* _Assignment_
Retype the listing that follows, leaving nothing out.

* _Records supplied_
====

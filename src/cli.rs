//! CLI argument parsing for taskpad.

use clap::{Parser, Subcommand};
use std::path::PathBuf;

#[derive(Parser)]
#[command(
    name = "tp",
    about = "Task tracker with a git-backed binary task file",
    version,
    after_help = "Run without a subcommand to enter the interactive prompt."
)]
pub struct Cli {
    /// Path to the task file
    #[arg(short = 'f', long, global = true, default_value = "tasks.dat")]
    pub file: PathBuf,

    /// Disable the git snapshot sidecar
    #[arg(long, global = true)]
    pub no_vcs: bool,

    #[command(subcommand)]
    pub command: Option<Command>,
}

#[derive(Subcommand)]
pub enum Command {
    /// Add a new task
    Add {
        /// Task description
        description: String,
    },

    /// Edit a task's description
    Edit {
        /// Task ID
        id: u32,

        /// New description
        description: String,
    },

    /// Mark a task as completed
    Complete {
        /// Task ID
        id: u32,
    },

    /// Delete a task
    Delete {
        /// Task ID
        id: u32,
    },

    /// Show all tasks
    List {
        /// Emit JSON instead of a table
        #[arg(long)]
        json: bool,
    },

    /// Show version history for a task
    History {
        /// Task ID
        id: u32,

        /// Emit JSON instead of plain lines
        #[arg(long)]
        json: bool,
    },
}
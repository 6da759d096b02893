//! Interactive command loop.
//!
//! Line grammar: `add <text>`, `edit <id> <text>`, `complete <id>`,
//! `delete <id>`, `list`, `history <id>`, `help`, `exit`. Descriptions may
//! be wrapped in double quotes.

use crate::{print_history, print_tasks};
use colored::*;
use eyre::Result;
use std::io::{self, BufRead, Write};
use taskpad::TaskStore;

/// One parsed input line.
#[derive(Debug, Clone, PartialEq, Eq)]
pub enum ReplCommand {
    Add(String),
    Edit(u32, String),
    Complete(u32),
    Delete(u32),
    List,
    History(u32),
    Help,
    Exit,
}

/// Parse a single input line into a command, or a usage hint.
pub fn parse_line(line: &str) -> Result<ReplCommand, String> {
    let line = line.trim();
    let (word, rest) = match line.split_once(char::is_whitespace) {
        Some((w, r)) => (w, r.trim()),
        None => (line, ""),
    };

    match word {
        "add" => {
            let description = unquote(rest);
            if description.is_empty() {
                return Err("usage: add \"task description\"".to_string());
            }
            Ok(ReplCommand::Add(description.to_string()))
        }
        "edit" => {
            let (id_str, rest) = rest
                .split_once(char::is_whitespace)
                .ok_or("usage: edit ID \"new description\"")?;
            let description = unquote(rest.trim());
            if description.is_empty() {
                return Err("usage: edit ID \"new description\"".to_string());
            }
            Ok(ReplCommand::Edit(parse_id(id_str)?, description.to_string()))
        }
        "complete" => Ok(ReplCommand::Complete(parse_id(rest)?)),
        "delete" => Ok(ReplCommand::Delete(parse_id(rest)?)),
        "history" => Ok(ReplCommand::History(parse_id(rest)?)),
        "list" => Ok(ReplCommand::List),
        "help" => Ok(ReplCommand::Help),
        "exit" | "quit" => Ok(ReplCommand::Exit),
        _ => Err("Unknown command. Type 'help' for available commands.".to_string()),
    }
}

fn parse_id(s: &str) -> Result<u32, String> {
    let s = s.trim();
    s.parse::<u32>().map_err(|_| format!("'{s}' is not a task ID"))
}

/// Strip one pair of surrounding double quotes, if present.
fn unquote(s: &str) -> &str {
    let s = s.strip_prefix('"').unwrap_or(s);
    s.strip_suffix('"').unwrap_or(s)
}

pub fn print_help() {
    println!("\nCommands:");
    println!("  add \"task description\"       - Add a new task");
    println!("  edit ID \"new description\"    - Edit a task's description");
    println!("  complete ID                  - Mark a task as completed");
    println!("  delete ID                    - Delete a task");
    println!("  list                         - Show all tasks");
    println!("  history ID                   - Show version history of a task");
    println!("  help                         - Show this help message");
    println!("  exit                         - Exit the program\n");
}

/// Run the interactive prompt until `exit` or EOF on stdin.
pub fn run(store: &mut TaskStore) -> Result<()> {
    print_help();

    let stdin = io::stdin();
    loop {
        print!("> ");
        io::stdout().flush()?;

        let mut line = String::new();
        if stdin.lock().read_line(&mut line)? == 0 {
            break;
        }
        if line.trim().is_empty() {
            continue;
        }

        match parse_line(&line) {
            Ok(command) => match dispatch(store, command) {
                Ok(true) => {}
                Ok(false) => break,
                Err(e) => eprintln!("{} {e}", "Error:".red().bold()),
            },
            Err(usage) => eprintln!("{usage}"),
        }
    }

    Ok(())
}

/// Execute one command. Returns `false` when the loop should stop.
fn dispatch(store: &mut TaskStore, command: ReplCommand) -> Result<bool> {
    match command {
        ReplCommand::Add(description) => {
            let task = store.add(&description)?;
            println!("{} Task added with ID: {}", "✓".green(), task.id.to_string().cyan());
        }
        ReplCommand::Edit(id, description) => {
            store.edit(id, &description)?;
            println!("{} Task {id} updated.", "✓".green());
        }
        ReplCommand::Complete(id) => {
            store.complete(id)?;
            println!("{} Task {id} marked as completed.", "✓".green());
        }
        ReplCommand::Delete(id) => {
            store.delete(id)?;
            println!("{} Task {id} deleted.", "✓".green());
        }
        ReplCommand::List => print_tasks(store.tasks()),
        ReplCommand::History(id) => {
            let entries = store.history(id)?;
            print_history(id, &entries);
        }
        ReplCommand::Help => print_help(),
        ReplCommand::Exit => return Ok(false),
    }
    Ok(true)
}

====

* _Task response_
filename src/cli.rs
//! CLI argument parsing for taskpad.

use clap::{Parser, Subcommand};
use std::path::PathBuf;

#[derive(Parser)]
#[command(
    name = "tp",
    about = "Task tracker with a git-backed binary task file",
    version,
    after_help = "Run without a subcommand to enter the interactive prompt."
)]
pub struct Cli {
    /// Path to the task file
    #[arg(short = 'f', long, global = true, default_value = "tasks.dat")]
    pub file: PathBuf,

    /// Disable the git snapshot sidecar
    #[arg(long, global = true)]
    pub no_vcs: bool,

    #[command(subcommand)]
    pub command: Option<Command>,
}

#[derive(Subcommand)]
pub enum Command {
    /// Add a new task
    Add {
        /// Task description
        description: String,
    },

    /// Edit a task's description
    Edit {
        /// Task ID
        id: u32,

        /// New description
        description: String,
    },

    /// Mark a task as completed
    Complete {
        /// Task ID
        id: u32,
    },

    /// Delete a task
    Delete {
        /// Task ID
        id: u32,
    },

    /// Show all tasks
    List {
        /// Emit JSON instead of a table
        #[arg(long)]
        json: bool,
    },

    /// Show version history for a task
    History {
        /// Task ID
        id: u32,

        /// Emit JSON instead of plain lines
        #[arg(long)]
        json: bool,
    },
}
repository 6da759d096b02893
//! Interactive command loop.
//!
//! Line grammar: `add <text>`, `edit <id> <text>`, `complete <id>`,
//! `delete <id>`, `list`, `history <id>`, `help`, `exit`. Descriptions may
//! be wrapped in double quotes.

use crate::{print_history, print_tasks};
use colored::*;
use eyre::Result;
use std::io::{self, BufRead, Write};
use taskpad::TaskStore;

/// One parsed input line.
#[derive(Debug, Clone, PartialEq, Eq)]
pub enum ReplCommand {
    Add(String),
    Edit(u32, String),
    Complete(u32),
    Delete(u32),
    List,
    History(u32),
    Help,
    Exit,
}

/// Parse a single input line into a command, or a usage hint.
pub fn parse_line(line: &str) -> Result<ReplCommand, String> {
    let line = line.trim();
    let (word, rest) = match line.split_once(char::is_whitespace) {
        Some((w, r)) => (w, r.trim()),
        None => (line, ""),
    };

    match word {
        "add" => {
            let description = unquote(rest);
            if description.is_empty() {
                return Err("usage: add \"task description\"".to_string());
            }
            Ok(ReplCommand::Add(description.to_string()))
        }
        "edit" => {
            let (id_str, rest) = rest
                .split_once(char::is_whitespace)
                .ok_or("usage: edit ID \"new description\"")?;
            let description = unquote(rest.trim());
            if description.is_empty() {
                return Err("usage: edit ID \"new description\"".to_string());
            }
            Ok(ReplCommand::Edit(parse_id(id_str)?, description.to_string()))
        }
        "complete" => Ok(ReplCommand::Complete(parse_id(rest)?)),
        "delete" => Ok(ReplCommand::Delete(parse_id(rest)?)),
        "history" => Ok(ReplCommand::History(parse_id(rest)?)),
        "list" => Ok(ReplCommand::List),
        "help" => Ok(ReplCommand::Help),
        "exit" | "quit" => Ok(ReplCommand::Exit),
        _ => Err("Unknown command. Type 'help' for available commands.".to_string()),
    }
}

fn parse_id(s: &str) -> Result<u32, String> {
    let s = s.trim();
    s.parse::<u32>().map_err(|_| format!("'{s}' is not a task ID"))
}

/// Strip one pair of surrounding double quotes, if present.
fn unquote(s: &str) -> &str {
    let s = s.strip_prefix('"').unwrap_or(s);
    s.strip_suffix('"').unwrap_or(s)
}

pub fn print_help() {
    println!("\nCommands:");
    println!("  add \"task description\"       - Add a new task");
    println!("  edit ID \"new description\"    - Edit a task's description");
    println!("  complete ID                  - Mark a task as completed");
    println!("  delete ID                    - Delete a task");
    println!("  list                         - Show all tasks");
    println!("  history ID                   - Show version history of a task");
    println!("  help                         - Show this help message");
    println!("  exit                         - Exit the program\n");
}

/// Run the interactive prompt until `exit` or EOF on stdin.
pub fn run(store: &mut TaskStore) -> Result<()> {
    print_help();

    let stdin = io::stdin();
    loop {
        print!("> ");
        io::stdout().flush()?;

        let mut line = String::new();
        if stdin.lock().read_line(&mut line)? == 0 {
            break;
        }
        if line.trim().is_empty() {
            continue;
        }

        match parse_line(&line) {
            Ok(command) => match dispatch(store, command) {
                Ok(true) => {}
                Ok(false) => break,
                Err(e) => eprintln!("{} {e}", "Error:".red().bold()),
            },
            Err(usage) => eprintln!("{usage}"),
        }
    }

    Ok(())
}

/// Execute one command. Returns `false` when the loop should stop.
fn dispatch(store: &mut TaskStore, command: ReplCommand) -> Result<bool> {
    match command {
        ReplCommand::Add(description) => {
            let task = store.add(&description)?;
            println!("{} Task added with ID: {}", "✓".green(), task.id.to_string().cyan());
        }
        ReplCommand::Edit(id, description) => {
            store.edit(id, &description)?;
            println!("{} Task {id} updated.", "✓".green());
        }
        ReplCommand::Complete(id) => {
            store.complete(id)?;
            println!("{} Task {id} marked as completed.", "✓".green());
        }
        ReplCommand::Delete(id) => {
            store.delete(id)?;
            println!("{} Task {id} deleted.", "✓".green());
        }
        ReplCommand::List => print_tasks(store.tasks()),
        ReplCommand::History(id) => {
            let entries = store.history(id)?;
            print_history(id, &entries);
        }
        ReplCommand::Help => print_help(),
        ReplCommand::Exit => return Ok(false),
    }
    Ok(true)
}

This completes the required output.